CELF2-dependent RNA Regulation Supports Cortical Architecture and Synaptic Stability During Early Brain Development
摘要
RNA regulation plays a central role in neurodevelopment by coordinating neuronal differentiation, migration, and circuit formation. The CUGBP Elav-like family member 2 (CELF2) is an RNA-binding protein with established roles in alternative splicing and mRNA regulation, yet its function in the developing brain remains poorly defined. Here, we investigated the role of CELF2 during neurodevelopment using a constitutive Celf2 knockout (KO) mouse model. Celf2 knockout pups exhibited neonatal lethality accompanied by impaired neuronal maturation and disrupted cortical organization. Bulk RNA sequencing revealed widespread transcriptional dysregulation, while splicing analyses identified reduced exon inclusion in multiple neurodevelopmental transcripts following CELF2 loss.
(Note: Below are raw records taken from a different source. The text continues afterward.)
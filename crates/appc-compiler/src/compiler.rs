//! # Compiler
//!
//! Sequences the pipeline for one application:
//!
//! ```text
//! NoTemplate ───────────────────────────────┐
//!                                           ▼
//! Preprocessing (load, vars, vsn, write) ─▶ Validating (name, modules) ─▶ Done
//!        │                                          │
//!        └──────────────────▶ Failed ◀──────────────┘
//! ```
//!
//! The first error aborts the application and is returned as-is. Anything
//! already flushed to disk stays there; nothing is rolled back.

use std::fmt;
use std::path::Path;
use std::sync::Arc;

use appc_core::{Atom, Descriptor, Term};

use crate::app::AppInfo;
use crate::compliance::{ComplianceChecker, OtpModuleChecker};
use crate::error::AppResult;
use crate::loader;
use crate::modules::compiled_modules;
use crate::registered::ensure_registered;
use crate::runtime::{CodePathRegistry, RuntimeEnv};
use crate::state::BuildState;
use crate::validate::{validate_modules, validate_name};
use crate::vars::{apply_vars, load_vars};
use crate::version::{resolve_version, CommandRunner, SystemCommandRunner};
use crate::writer::{self, WriteOutcome};

/// Pipeline stage of one application.
#[derive(Debug, Clone, Copy, PartialEq, Eq)]
pub enum Stage {
    /// The application has no template; only validation runs.
    NoTemplate,
    /// Rendering and writing the descriptor.
    Preprocessing,
    /// Checking the written descriptor.
    Validating,
    /// Compiled and valid.
    Done,
    /// Aborted by the first error.
    Failed,
}

impl fmt::Display for Stage {
    fn fmt(&self, f: &mut fmt::Formatter<'_>) -> fmt::Result {
        let s = match self {
            Stage::NoTemplate => "no_template",
            Stage::Preprocessing => "preprocessing",
            Stage::Validating => "validating",
            Stage::Done => "done",
            Stage::Failed => "failed",
        };
        f.write_str(s)
    }
}

/// A successfully compiled application.
#[derive(Debug, Clone)]
pub struct Compiled {
    /// The build state to pass to the next compile.
    pub state: BuildState,
    /// The application with its resolved version attached.
    pub app: AppInfo,
    /// What happened to the descriptor file; `None` without a template.
    pub outcome: Option<WriteOutcome>,
}

/// A rendered but unwritten descriptor.
#[derive(Debug, Clone)]
pub struct Rendered {
    pub state: BuildState,
    pub app: AppInfo,
    pub descriptor: Descriptor,
    /// Exact file contents.
    pub text: String,
}

/// Runs the pipeline against injected collaborators.
pub struct Compiler {
    runtime: Arc<dyn RuntimeEnv>,
    checker: Arc<dyn ComplianceChecker>,
    runner: Arc<dyn CommandRunner>,
}

impl Default for Compiler {
    fn default() -> Self {
        Self::new()
    }
}

impl Compiler {
    /// A compiler with a private code-path registry, the OTP module rules,
    /// and real command execution.
    pub fn new() -> Self {
        Self {
            runtime: Arc::new(CodePathRegistry::new()),
            checker: Arc::new(OtpModuleChecker),
            runner: Arc::new(SystemCommandRunner),
        }
    }

    pub fn with_runtime(mut self, runtime: Arc<dyn RuntimeEnv>) -> Self {
        self.runtime = runtime;
        self
    }

    pub fn with_checker(mut self, checker: Arc<dyn ComplianceChecker>) -> Self {
        self.checker = checker;
        self
    }

    pub fn with_runner(mut self, runner: Arc<dyn CommandRunner>) -> Self {
        self.runner = runner;
        self
    }

    /// Render (when a template exists), write if changed, then validate.
    pub fn compile(&self, state: BuildState, app: &AppInfo) -> AppResult<Compiled> {
        self.run_stages(state, app).map_err(|e| {
            tracing::debug!(
                app = %app.descriptor().display(),
                stage = %Stage::Failed,
                error = %e,
                "stage"
            );
            e
        })
    }

    /// Render the descriptor without writing it. `None` when the
    /// application has no template.
    pub fn render(&self, state: BuildState, app: &AppInfo) -> AppResult<Option<Rendered>> {
        match app.template() {
            Some(template) => self.preprocess(state, app, template).map(Some),
            None => Ok(None),
        }
    }

    /// The validating stage on its own: load the descriptor, check its
    /// name, then its modules.
    pub fn validate(&self, state: &BuildState, app: AppInfo) -> AppResult<AppInfo> {
        let descriptor = loader::load(app.descriptor())?;
        validate_name(&descriptor.name, app.descriptor())?;
        validate_modules(state, app, &descriptor.properties, self.checker.as_ref())
    }

    fn run_stages(&self, state: BuildState, app: &AppInfo) -> AppResult<Compiled> {
        let (state, app, outcome) = match app.template() {
            Some(template) => {
                enter(app, Stage::Preprocessing);
                let rendered = self.preprocess(state, app, template)?;
                let outcome = writer::write_if_differs(
                    rendered.app.descriptor(),
                    &rendered.text,
                    self.runtime.as_ref(),
                )?;
                (rendered.state, rendered.app, Some(outcome))
            }
            None => {
                enter(app, Stage::NoTemplate);
                (state, app.clone(), None)
            }
        };

        enter(&app, Stage::Validating);
        let app = self.validate(&state, app)?;
        enter(&app, Stage::Done);
        Ok(Compiled {
            state,
            app,
            outcome,
        })
    }

    fn preprocess(
        &self,
        state: BuildState,
        app: &AppInfo,
        template: &Path,
    ) -> AppResult<Rendered> {
        let Descriptor { name, properties } = loader::load(template)?;

        let modules = compiled_modules(app.dir())?;
        let mut vars = load_vars(&state)?;
        vars.push((
            Atom::new("modules"),
            Term::List(modules.into_iter().map(Term::Atom).collect()),
        ));
        let mut properties = apply_vars(vars, properties);

        let (state, vsn) = match app.vsn() {
            Some(vsn) => (state, vsn.to_string()),
            None => resolve_version(state, template, &properties, self.runner.as_ref())?,
        };
        properties.upsert("vsn", Term::string(vsn.clone()));
        let properties = ensure_registered(properties);

        let text = writer::serialize(&name, &properties);
        Ok(Rendered {
            state,
            app: app.clone().with_vsn(vsn),
            descriptor: Descriptor::new(name, properties),
            text,
        })
    }
}

fn enter(app: &AppInfo, stage: Stage) {
    tracing::debug!(app = %app.descriptor().display(), %stage, "stage");
}

#[cfg(test)]
mod tests {
    use super::*;
    use crate::compliance::ComplianceFailure;
    use crate::error::AppError;
    use appc_core::PropertySet;
    use std::path::PathBuf;

    fn write(path: &Path, contents: &str) {
        std::fs::create_dir_all(path.parent().unwrap()).unwrap();
        std::fs::write(path, contents).unwrap();
    }

    /// `<tmp>/foo` with `src/foo.app.src` and the given compiled modules.
    fn fixture(template: &str, beams: &[&str]) -> (tempfile::TempDir, PathBuf) {
        let root = tempfile::tempdir().unwrap();
        let dir = root.path().join("foo");
        write(&dir.join("src/foo.app.src"), template);
        for beam in beams {
            write(&dir.join("ebin").join(format!("{beam}.beam")), "");
        }
        (root, dir)
    }

    const TEMPLATE: &str = "{application, foo, [{description, \"x\"}, {vsn, \"0.1.0\"}]}.\n";

    #[test]
    fn compiles_template_into_descriptor() {
        let (_root, dir) = fixture(TEMPLATE, &["foo_a", "foo_b"]);
        let registry = Arc::new(CodePathRegistry::new());
        let compiler = Compiler::new().with_runtime(registry.clone());
        let app = AppInfo::from_template(dir.join("src/foo.app.src"));

        let compiled = compiler.compile(BuildState::new(), &app).unwrap();
        assert_eq!(compiled.outcome, Some(WriteOutcome::Written));
        assert_eq!(compiled.app.vsn(), Some("0.1.0"));
        assert!(registry.contains(&dir.join("ebin")));

        let written = loader::load(&dir.join("ebin/foo.app")).unwrap();
        let keys: Vec<&str> = written.properties.keys().map(Atom::as_str).collect();
        assert_eq!(keys, vec!["registered", "description", "vsn", "modules"]);
        assert_eq!(
            written.properties.get("modules"),
            Some(&Term::atom_list(["foo_a", "foo_b"]))
        );
    }

    #[test]
    fn second_compile_does_not_write() {
        let (_root, dir) = fixture(TEMPLATE, &["foo_a"]);
        let compiler = Compiler::new();
        let app = AppInfo::from_template(dir.join("src/foo.app.src"));

        let first = compiler.compile(BuildState::new(), &app).unwrap();
        let second = compiler.compile(first.state, &app).unwrap();
        assert_eq!(first.outcome, Some(WriteOutcome::Written));
        assert_eq!(second.outcome, Some(WriteOutcome::Unchanged));
        assert_eq!(first.app, second.app);
    }

    #[test]
    fn mismatched_name_fails_after_writing() {
        let (_root, dir) = fixture("{application, bar, [{vsn, \"1\"}]}.\n", &[]);
        let app = AppInfo::from_template(dir.join("src/foo.app.src"));
        let err = Compiler::new()
            .compile(BuildState::new(), &app)
            .unwrap_err();
        match err {
            AppError::InvalidName { name, .. } => assert_eq!(name, "bar"),
            other => panic!("unexpected error: {other}"),
        }
        assert!(dir.join("ebin/foo.app").exists());
    }

    #[test]
    fn version_override_wins() {
        let (_root, dir) = fixture(TEMPLATE, &[]);
        let app = AppInfo::from_template(dir.join("src/foo.app.src")).with_vsn("2.0.0");
        let rendered = Compiler::new()
            .render(BuildState::new(), &app)
            .unwrap()
            .unwrap();
        assert_eq!(
            rendered.descriptor.properties.get("vsn"),
            Some(&Term::string("2.0.0"))
        );
        assert!(!dir.join("ebin/foo.app").exists());
    }

    #[test]
    fn without_template_only_validates() {
        let root = tempfile::tempdir().unwrap();
        let descriptor = root.path().join("ebin/foo.app");
        write(
            &descriptor,
            "{application, foo, [{vsn, \"3.1\"}, {modules, []}]}.\n",
        );
        let app = AppInfo::new(root.path(), &descriptor);
        let compiler = Compiler::new();

        assert!(compiler.render(BuildState::new(), &app).unwrap().is_none());
        let compiled = compiler.compile(BuildState::new(), &app).unwrap();
        assert_eq!(compiled.outcome, None);
        assert_eq!(compiled.app.vsn(), Some("3.1"));
    }

    #[test]
    fn checker_failure_aborts() {
        struct Reject;
        impl ComplianceChecker for Reject {
            fn check(&self, _: &AppInfo, _: &PropertySet) -> Result<(), ComplianceFailure> {
                Err(ComplianceFailure::new("foo", "nope"))
            }
        }

        let (_root, dir) = fixture(TEMPLATE, &[]);
        let app = AppInfo::from_template(dir.join("src/foo.app.src"));
        let compiler = Compiler::new().with_checker(Arc::new(Reject));
        assert!(matches!(
            compiler.compile(BuildState::new(), &app),
            Err(AppError::ModuleValidation(_))
        ));

        let skipping = BuildState::new().with_validate_app_modules(false);
        assert!(compiler.compile(skipping, &app).is_ok());
    }

    #[test]
    fn stage_names() {
        assert_eq!(Stage::NoTemplate.to_string(), "no_template");
        assert_eq!(Stage::Failed.to_string(), "failed");
    }
}
//! Name and module validation of a rendered descriptor.

use std::path::Path;

use appc_core::{AppName, Atom, PropertySet};

use crate::app::AppInfo;
use crate::compliance::ComplianceChecker;
use crate::error::{AppError, AppResult};
use crate::state::BuildState;

/// Check that the declared `name` equals the name derived from `file`.
/// The comparison is exact and case-sensitive.
pub fn validate_name(name: &Atom, file: &Path) -> AppResult<()> {
    match AppName::from_path(file) {
        Some(expected) if expected.as_atom() == name => Ok(()),
        _ => Err(AppError::InvalidName {
            file: file.to_path_buf(),
            name: name.to_string(),
        }),
    }
}

/// Run the compliance checker unless `validate_app_modules` is off.
///
/// Either way the returned app carries a version: the one already attached,
/// or the descriptor's `vsn` string.
pub fn validate_modules(
    state: &BuildState,
    app: AppInfo,
    properties: &PropertySet,
    checker: &dyn ComplianceChecker,
) -> AppResult<AppInfo> {
    let app = match (app.vsn(), properties.get("vsn").and_then(|v| v.as_string())) {
        (None, Some(vsn)) => {
            let vsn = vsn.to_string();
            app.with_vsn(vsn)
        }
        _ => app,
    };

    if !state.validate_app_modules() {
        tracing::debug!(descriptor = %app.descriptor().display(), "module validation disabled");
        return Ok(app);
    }
    checker.check(&app, properties)?;
    Ok(app)
}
Notably, Camk2a transcript and protein levels were markedly reduced in knockout brains, consistent with CELF2 binding to the Camk2a 3′UTR. Functional studies in C. elegans demonstrated that expression of human CAMK2A partially rescued synaptic puncta deficits in unc-75 (CELF ortholog) mutants, supporting a conserved role for CELF-family proteins in synaptic maturation. Histological analyses revealed reductions in Nestin- and Doublecortin-positive immature neurons, thinning of upper cortical layers, and decreased CAMK2A expression. Single-nucleus RNA sequencing further revealed selective reductions in upper layer II/III excitatory neuron populations in the cortex. Cellular trajectory and pseudotime analyses revealed delayed maturation in certain cell types but accelerated progression in others in Celf2 KO animals. Together, these findings establish CELF2 as a critical post-transcriptional regulator required for neuronal maturation and architectural stability during early brain development and highlight how disruption of RNA regulatory programs may contribute to neurodevelopmental disorders.